The kiss was sweet and chaste. In our hearts, we felt there was nothing wrong with it. Yet our mutual understanding of it told us there was. There was something very wrong with it. We knew from now on how very careful we’d have to be.

I opened my eyes. Mr Grills leaned away from me. His arms remained wrapped comfortably around my waist.

“Hello there,” he said, simpering.

I gingerly touched my lips with my fingertips. They were very wet, especially the skin around them. “What did we just do?” I asked, daring myself only to whisper.

“You mean to say you weren’t awake for it? I bored you so much you fell asleep on your feet?”

I smiled sheepishly. “On the contrary, Mr Grills, I felt like I was airborne.” Floating somewhere in that blissful stratosphere between heaven and earth.

“About that Mr Grills business,” he said.

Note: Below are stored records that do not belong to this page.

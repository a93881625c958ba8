//! Full-width to half-width folding over a character stream.
//!
//! `TextNormalizer` wraps any `Iterator<Item = char>` and folds each character
//! as it is read: the full-width ASCII block (U+FF01..=U+FF5E) shifts down to
//! plain ASCII and a fixed table of CJK punctuation variants maps onto the
//! ASCII punctuation that the sentence segmenter understands. The class of the
//! last character produced stays available so the consumer need not classify
//! it again.

use phf::phf_map;

use crate::units::{classify, CharClass};

/// CJK punctuation variants and their ASCII stand-ins. Ellipsis becomes `^`
/// so that it survives as a single boundary character.
static PUNCTUATION_FOLDS: phf::Map<char, char> = phf_map! {
    '\u{3000}' => ' ',
    '‘' => '\'',
    '’' => '\'',
    '“' => '"',
    '”' => '"',
    '、' => '\\',
    '﹑' => '\\',
    '﹨' => '\\',
    '。' => '.',
    '﹒' => '.',
    '…' => '^',
    '—' => '-',
    '﹦' => '=',
    '﹟' => '#',
    '﹠' => '&',
    '﹡' => '*',
    '﹢' => '+',
    '﹣' => '-',
    '﹐' => ',',
    '﹔' => ';',
    '﹕' => ':',
    '﹖' => '?',
    '﹗' => '!',
    '﹪' => '%',
    '﹩' => '$',
    '﹫' => '@',
    '〈' => '<',
    '《' => '<',
    '﹤' => '<',
    '〉' => '>',
    '》' => '>',
    '﹥' => '>',
    '「' => '[',
    '『' => '[',
    '【' => '[',
    '〔' => '[',
    '〖' => '[',
    '﹝' => '[',
    '」' => ']',
    '』' => ']',
    '】' => ']',
    '〕' => ']',
    '〗' => ']',
    '﹞' => ']',
    '﹛' => '{',
    '﹜' => '}',
    '﹙' => '(',
    '﹚' => ')',
};

/// Fold a single character.
pub fn fold(ch: char) -> char {
    if let Some(&folded) = PUNCTUATION_FOLDS.get(&ch) {
        return folded;
    }
    match ch {
        '\u{FF01}'..='\u{FF5E}' => char::from_u32(ch as u32 - 65248).unwrap_or(ch),
        _ => ch,
    }
}

/// Fold a whole string.
pub fn normalize_str(text: &str) -> String {
    text.chars().map(fold).collect()
}

/// Folding decorator over a character source.
#[derive(Debug, Clone)]
pub struct TextNormalizer<I> {
    inner: I,
    last_class: Option<CharClass>,
}

impl<I: Iterator<Item = char>> TextNormalizer<I> {
    pub fn new(inner: I) -> Self {
        Self {
            inner,
            last_class: None,
        }
    }

    /// Class of the character returned by the latest `next()`, or `None` if
    /// that call produced nothing.
    pub fn last_class(&self) -> Option<CharClass> {
        self.last_class
    }
}

impl<'a> TextNormalizer<std::str::Chars<'a>> {
    pub fn from_text(text: &'a str) -> Self {
        Self::new(text.chars())
    }
}

impl<I: Iterator<Item = char>> Iterator for TextNormalizer<I> {
    type Item = char;

    fn next(&mut self) -> Option<char> {
        let ch = self.inner.next().map(fold);
        self.last_class = ch.map(classify);
        ch
    }
}
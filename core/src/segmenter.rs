// core/src/segmenter.rs
//
// Maximum-likelihood word segmentation over lexicon frequency traces.

use std::cell::RefCell;
use std::num::NonZeroUsize;
use std::sync::Arc;

use lru::LruCache;

use crate::lexicon::{Lexicon, UNDEFINED_FREQUENCY};
use crate::units::{join_units, split_units};
use crate::Config;

const DEFAULT_CACHE_SIZE: NonZeroUsize = match NonZeroUsize::new(1000) {
    Some(n) => n,
    None => unreachable!(),
};

/// Dynamic-programming segmenter.
///
/// For every prefix `units[0..n)` the segmenter keeps the best cumulative
/// `log10(frequency)` score and the start of the last word on that best path.
/// Candidate last words are read off `Lexicon::frequency_trace(units, 0, n)`,
/// which yields the frequency of every dictionary word ending at `n`.
///
/// Words whose frequency is [`UNDEFINED_FREQUENCY`] get a fallback weight:
/// a lone trailing unit gets `unknown_floor`, one that borders a word with a
/// real frequency gets twice the last effective frequency seen, anything else
/// is impossible.
///
/// Results are memoized per clause in an LRU cache.
pub struct WordSegmenter {
    lexicon: Arc<Lexicon>,
    unknown_floor: f64,
    cache: RefCell<LruCache<String, Vec<String>>>,
    cache_hits: RefCell<usize>,
    cache_misses: RefCell<usize>,
}

impl WordSegmenter {
    /// Create a segmenter with a cache of `cache_capacity` clauses.
    pub fn new(lexicon: Arc<Lexicon>, cache_capacity: usize) -> Self {
        Self {
            lexicon,
            unknown_floor: 0.0001,
            cache: RefCell::new(LruCache::new(
                NonZeroUsize::new(cache_capacity).unwrap_or(DEFAULT_CACHE_SIZE),
            )),
            cache_hits: RefCell::new(0),
            cache_misses: RefCell::new(0),
        }
    }

    pub fn from_config(lexicon: Arc<Lexicon>, config: &Config) -> Self {
        Self::new(lexicon, config.max_cache_size).with_unknown_floor(config.unknown_unit_floor)
    }

    /// Override the weight given to a lone unknown unit.
    pub fn with_unknown_floor(mut self, floor: f64) -> Self {
        if floor > 0.0 {
            self.unknown_floor = floor;
        }
        self
    }

    pub fn lexicon(&self) -> &Arc<Lexicon> {
        &self.lexicon
    }

    /// Segment a clause into words.
    pub fn segment(&self, clause: &str) -> Vec<String> {
        if let Some(cached) = self.cache.borrow_mut().get(clause) {
            *self.cache_hits.borrow_mut() += 1;
            return cached.clone();
        }
        *self.cache_misses.borrow_mut() += 1;

        let words = self.segment_units(&split_units(clause));
        self.cache.borrow_mut().put(clause.to_string(), words.clone());
        words
    }

    /// Segment an already split unit sequence. Empty input yields no words.
    pub fn segment_units<S: AsRef<str>>(&self, units: &[S]) -> Vec<String> {
        let len = units.len();
        if len == 0 {
            return Vec::new();
        }

        // best[n]: score of the best path over units[0..n); None while no
        // word ending at n has been accepted.
        let mut best: Vec<Option<f64>> = vec![None; len + 1];
        best[0] = Some(0.0);
        let mut choose: Vec<usize> = vec![0; len + 1];
        let mut last_effective = 0.0f64;

        for n in 1..=len {
            choose[n] = n - 1;
            let trace = self.lexicon.frequency_trace(units, 0, n);
            for i in (0..n).rev() {
                let mut frequency = trace[i];
                if frequency == UNDEFINED_FREQUENCY {
                    frequency = if i == n - 1 {
                        self.unknown_floor
                    } else if i == 0 || trace[i - 1] >= 0.0 {
                        if last_effective == 0.0 {
                            last_effective = self.unknown_floor;
                        }
                        last_effective * 2.0
                    } else {
                        0.0
                    };
                }
                if frequency > 0.0 {
                    last_effective = frequency;
                    let score = frequency.log10() + best[i].unwrap_or(0.0);
                    // strict comparison: the first optimum found (shortest
                    // last word) is kept on ties
                    if best[n].map_or(true, |b| score > b) {
                        best[n] = Some(score);
                        choose[n] = i;
                    }
                }
            }
        }

        let mut words = Vec::new();
        let mut end = len;
        while end > 0 {
            let start = choose[end];
            words.push(join_units(&units[start..end]));
            end = start;
        }
        words.reverse();
        words
    }

    /// Hits and misses of the clause cache, as `(hits, misses)`.
    pub fn cache_stats(&self) -> (usize, usize) {
        (*self.cache_hits.borrow(), *self.cache_misses.borrow())
    }

    /// Share of clause lookups served from the cache, in percent. `None`
    /// until the first clause has been segmented.
    pub fn cache_hit_rate(&self) -> Option<f32> {
        let hits = *self.cache_hits.borrow();
        let total = hits + *self.cache_misses.borrow();
        if total == 0 {
            None
        } else {
            Some((hits as f32 / total as f32) * 100.0)
        }
    }

    pub fn cache_size(&self) -> usize {
        self.cache.borrow().len()
    }

    pub fn cache_capacity(&self) -> usize {
        self.cache.borrow().cap().get()
    }

    /// Forget every memoized clause and zero the hit counters.
    pub fn clear_cache(&self) {
        self.cache.borrow_mut().clear();
        *self.cache_hits.borrow_mut() = 0;
        *self.cache_misses.borrow_mut() = 0;
    }
}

“What about it?” I teased.

He grinned. “Presently, we’re not in class.”

“Yes, but in a sense, you’re still teaching me things I never knew before.”

“Such as?”

I didn’t want to say it because I was too embarrassed. “Just things.”

“Like kissing?”

“You’re very good at it.”

“It takes two to make it good,” he said, laughing.

I said coyly, “Does this mean you’re not married?”

“Who do you think I am?”

Besides a trusted member of the education body taking advantage of his student’s infatuation with him?

“So you’re telling me you’re available?” I asked out loud.

“One hundred and ten per cent available,” he assured me. “How are you feeling?”

“Better,” I declared.

“Is that because of me?”

“It’s because you were far better in real life than you were in my dream.”

“I was in your dream? What was I doing?”

“I’m not telling. It was immensely private.”

“Oh, I get it. It was immensely titillating.”

I pushed at his chest. “Stop it.”

He laughed again. “You’re even more beautiful when you’re embarrassed.”

I grew serious. “What are we going to do now?”

Mr Grills stepped back and motioned for me to sit. I sat down and, feeling horribly nervous, started to play with the hem of my dress. Mr Grills stared at me, possibly thinking: She’s just a girl. Only a girl would play with her dress like that. I stopped fidgeting and folded my hands in my lap. I frowned.

He lowered himself to one knee, right in front of me, looking for all the world like he was about to propose. Instead, he introduced himself. “My name’s Bryce,” he said.

“Bryce,” I echoed. “I love it.”

“No one can ever know what is happening between us,” he said.

“Of course.”

“We can never meet here again, or at any other place within the school grounds,” he admonished. “We can never look at, nor communicate with each other like two people who are romantically involved. In the laboratory, even though you’re my top student, Justice, I’ll grant you no special attention.”

“This morning…”

“Shh.” He nodded. “From now on, that’s pretty much how I’ll act.”

“I hated it.”

“I know, and I’m sorry. But that’s the way it has to be.”

“All right.”

He took hold of my hands, squeezed them. “We can do this,” he said optimistically. “We will do this.”